The Company is a subcontractor to Phoenix on certain engineering service
contracts with the United States Government. Additionally, Phoenix rents
its office space from the Company. Phoenix is also a vendor to PAR
providing manufacturing and certain contract services. At December 31,
1996, the Company had recorded a receivable from Phoenix of $1.7 million,
net of a $903,000 allowance, as a result of these activities.
<PAGE>
PAR TECHNOLOGY CORPORATION AND SUBSIDIARIES
NOTES TO CONSOLIDATED FINANCIAL STATEMENTS
(Continued)
During 1997, the Company's subcontracting activities expanded due to
increased government requirements. This coupled with Phoenix's failure to
make timely payments on amounts due have resulted in the growth of this
receivable to $4.2 million at June 30, 1997. On July 29, 1997, the Company
and Phoenix reached an agreement regarding repayment of amounts owed to
PAR. Under this agreement, the Company received $720,000 in cash payments.

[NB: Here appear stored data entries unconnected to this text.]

use super::*;

fn entry(name: &str, kind: &str, size: u64, owner: &str) -> DirectoryEntry {
    DirectoryEntry {
        name: name.to_string(),
        kind: kind.to_string(),
        size,
        owner: owner.to_string(),
        mode: "644".to_string(),
        path: "/data".to_string(),
        mime: None,
        real_path: None,
        real_type: None,
    }
}

fn listing(dir: &str, files: Vec<DirectoryEntry>) -> DirectoryListing {
    DirectoryListing {
        dir: dir.to_string(),
        files: Some(files),
        error: None,
    }
}

fn names(browser: &FileBrowser) -> Vec<&str> {
    browser.rows().iter().map(Row::name).collect()
}

#[test]
fn formats_sizes_with_binary_units() {
    assert_eq!(format_size(0), "0.0 B");
    assert_eq!(format_size(512), "512.0 B");
    assert_eq!(format_size(2048), "2.0 KiB");
    assert_eq!(format_size(1536 * 1024), "1.5 MiB");
    assert_eq!(format_size(u64::MAX), "16384.0 PiB");
}

#[test]
fn adds_parent_row_only_off_root() {
    let files = vec![
        entry("a", "text-plain", 1, "u"),
        entry("b", "text-plain", 2, "u"),
    ];
    let mut browser = FileBrowser::new();

    browser.show_listing(listing("/data", files.clone()));
    assert_eq!(browser.rows().len(), 3);
    assert_eq!(browser.rows()[0], Row::Parent);

    browser.show_listing(listing("/", files));
    assert_eq!(browser.rows().len(), 2);
    assert!(!browser.rows().contains(&Row::Parent));
}

#[test]
fn listing_error_renders_no_rows() {
    let mut browser = FileBrowser::new();
    browser.show_listing(DirectoryListing {
        dir: "/data/locked".to_string(),
        files: None,
        error: Some("Permission denied".to_string()),
    });
    assert!(browser.rows().is_empty());
    assert_eq!(browser.message(), Some("Permission denied"));
}

#[test]
fn empty_listing_reports_empty_directory() {
    let mut browser = FileBrowser::new();
    browser.show_listing(listing("/", Vec::new()));
    assert!(browser.rows().is_empty());
    assert_eq!(browser.message(), Some(EMPTY_DIRECTORY_MESSAGE));
}

#[test]
fn name_order_is_case_insensitive_and_stable() {
    let mut browser = FileBrowser::new();
    browser.show_listing(listing(
        "/data",
        vec![
            entry("beta", "text-plain", 1, "u"),
            entry("Alpha", "text-plain", 5, "u"),
            entry("BETA", "text-plain", 3, "u"),
            entry("alpha2", "text-plain", 4, "u"),
        ],
    ));
    assert_eq!(names(&browser), vec!["..", "Alpha", "alpha2", "beta", "BETA"]);
}

#[test]
fn size_order_is_numeric_ascending() {
    let mut browser = FileBrowser::new();
    browser.show_listing(listing(
        "/data",
        vec![
            entry("big", "text-plain", 10_000, "u"),
            entry("small", "text-plain", 9, "u"),
            entry("mid", "text-plain", 100, "u"),
        ],
    ));
    browser.apply_order(SortOrder::Size);
    assert_eq!(names(&browser), vec!["..", "small", "mid", "big"]);

    // The active order survives a listing replacement.
    browser.show_listing(listing(
        "/data",
        vec![entry("z", "text-plain", 1, "u"), entry("a", "text-plain", 2, "u")],
    ));
    assert_eq!(browser.sort_order(), SortOrder::Size);
    assert_eq!(names(&browser), vec!["..", "z", "a"]);
}

#[test]
fn plain_click_replaces_selection_and_ctrl_click_extends_it() {
    let mut browser = FileBrowser::new();
    browser.show_listing(listing(
        "/data",
        vec![
            entry("a", "text-plain", 1, "u"),
            entry("b", "text-plain", 2, "u"),
        ],
    ));

    browser.click("a", false);
    browser.click("b", false);
    assert_eq!(browser.selected_names(), vec!["b"]);

    browser.click("a", false);
    let info = browser.click("b", true);
    assert!(info.is_none());
    assert_eq!(browser.selected_names(), vec!["a", "b"]);

    browser.click("a", true);
    assert_eq!(browser.selected_names(), vec!["b"]);
}

#[test]
fn plain_click_projects_file_info() {
    let mut browser = FileBrowser::new();
    browser.show_listing(listing("/data", vec![entry("x.txt", "text-plain", 2048, "u")]));
    let info = browser.click("x.txt", false).cloned().expect("info");
    assert_eq!(
        info,
        FileInfo {
            name: "x.txt".to_string(),
            size: "2.0 KiB".to_string(),
            mime: "text/plain".to_string(),
        }
    );
}

#[test]
fn parent_row_is_not_selectable() {
    let mut browser = FileBrowser::new();
    browser.show_listing(listing("/data", vec![entry("a", "text-plain", 1, "u")]));
    assert!(browser.click(PARENT_NAME, false).is_none());
    assert!(browser.selected_names().is_empty());
}

#[test]
fn new_listing_clears_selection() {
    let mut browser = FileBrowser::new();
    browser.show_listing(listing("/data", vec![entry("a", "text-plain", 1, "u")]));
    browser.click("a", false);
    browser.show_listing(listing("/data", vec![entry("a", "text-plain", 1, "u")]));
    assert!(!browser.is_selected("a"));
    assert!(browser.info().is_none());
}

#[test]
fn double_click_resolves_directories_symlinks_and_files() {
    let mut link = entry("link", "inode-symlink", 0, "u");
    link.real_path = Some("/data/elsewhere".to_string());
    link.real_type = Some("inode-directory".to_string());
    let mut browser = FileBrowser::new();
    browser.show_listing(listing(
        "/data",
        vec![
            entry("docs", "inode-directory", 4096, "u"),
            link,
            entry("report.pdf", "application-pdf", 10, "u"),
        ],
    ));

    assert_eq!(
        browser.double_click("docs"),
        Some(Activation::ChangeDir {
            path: "/data".to_string(),
            name: "docs".to_string(),
        })
    );
    assert_eq!(
        browser.double_click("link"),
        Some(Activation::ChangeDir {
            path: "/data/elsewhere".to_string(),
            name: String::new(),
        })
    );
    assert!(matches!(
        browser.double_click("report.pdf"),
        Some(Activation::Download(ref e)) if e.name == "report.pdf"
    ));
    assert_eq!(
        browser.double_click(".."),
        Some(Activation::ChangeDir {
            path: "/data".to_string(),
            name: "..".to_string(),
        })
    );
    assert_eq!(browser.double_click("missing"), None);
}

#[test]
fn properties_for_single_selection_use_entry_fields() {
    let mut browser = FileBrowser::new();
    browser.show_listing(listing("/data", vec![entry("a", "text-plain", 2048, "alice")]));
    assert!(browser.properties().is_none());

    browser.click("a", false);
    assert_eq!(
        browser.properties(),
        Some(Properties {
            name: "a".to_string(),
            size: "2.0 KiB (2048 bytes)".to_string(),
            owner: "alice".to_string(),
            mode: "644".to_string(),
        })
    );
}

#[test]
fn properties_aggregate_multiple_selections() {
    let mut browser = FileBrowser::new();
    browser.show_listing(listing(
        "/data",
        vec![
            entry("a", "text-plain", 1024, "alice"),
            entry("b", "text-plain", 1024, "alice"),
            entry("c", "text-plain", 0, "alice"),
            entry("d", "text-plain", 0, "bob"),
        ],
    ));
    browser.click("a", false);
    browser.click("b", true);
    let props = browser.properties().expect("properties");
    assert_eq!(props.name, "a, b");
    assert_eq!(props.size, "2.0 KiB (2048 bytes)");
    assert_eq!(props.owner, "alice");
    assert_eq!(props.mode, "???");

    browser.select_all();
    let props = browser.properties().expect("properties");
    assert_eq!(props.name, "a, b, c, ... (4)");
    assert_eq!(props.owner, "...");
}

The agreement also provides for certain payments to be made in the second
half of 1997 and a note for $1.5 million which bears interest at 8% and is
payable at the end of three years. This amount would be subordinate to the
claims of a bank lender. PAR would also be removed from the $900,000 loan
guarantee. PAR has relinquished its equity interest in Phoenix contingent
upon successful execution of a bank financing agreement. PAR retains
security interest in a portion of such stock as security for the repayment
of the subordinated debt. The execution of this plan is primarily
contingent upon Phoenix obtaining additional bank financing. Accordingly,
the Company has recorded reserves in the second quarter totaling $4
million. This amount includes the remaining exposure on the receivables,
($4.2 million less $900,000 allowance and the $720,000 cash payments); the
$900,000 loan guarantee and $500,000 for additional subcontracting efforts
that the Company has performed subsequent to June 30, 1997. Any future
amounts received under this agreement will be credited to income as
received or, in the case of the loan guarantee, when the Company is
relieved of its obligation. For full discussion on these events and the
impact on certain announcements made by the Company, see the Company's
Current Report on Form 8-K.
The Company also recorded a $900,000 charge pertaining to its CTS business.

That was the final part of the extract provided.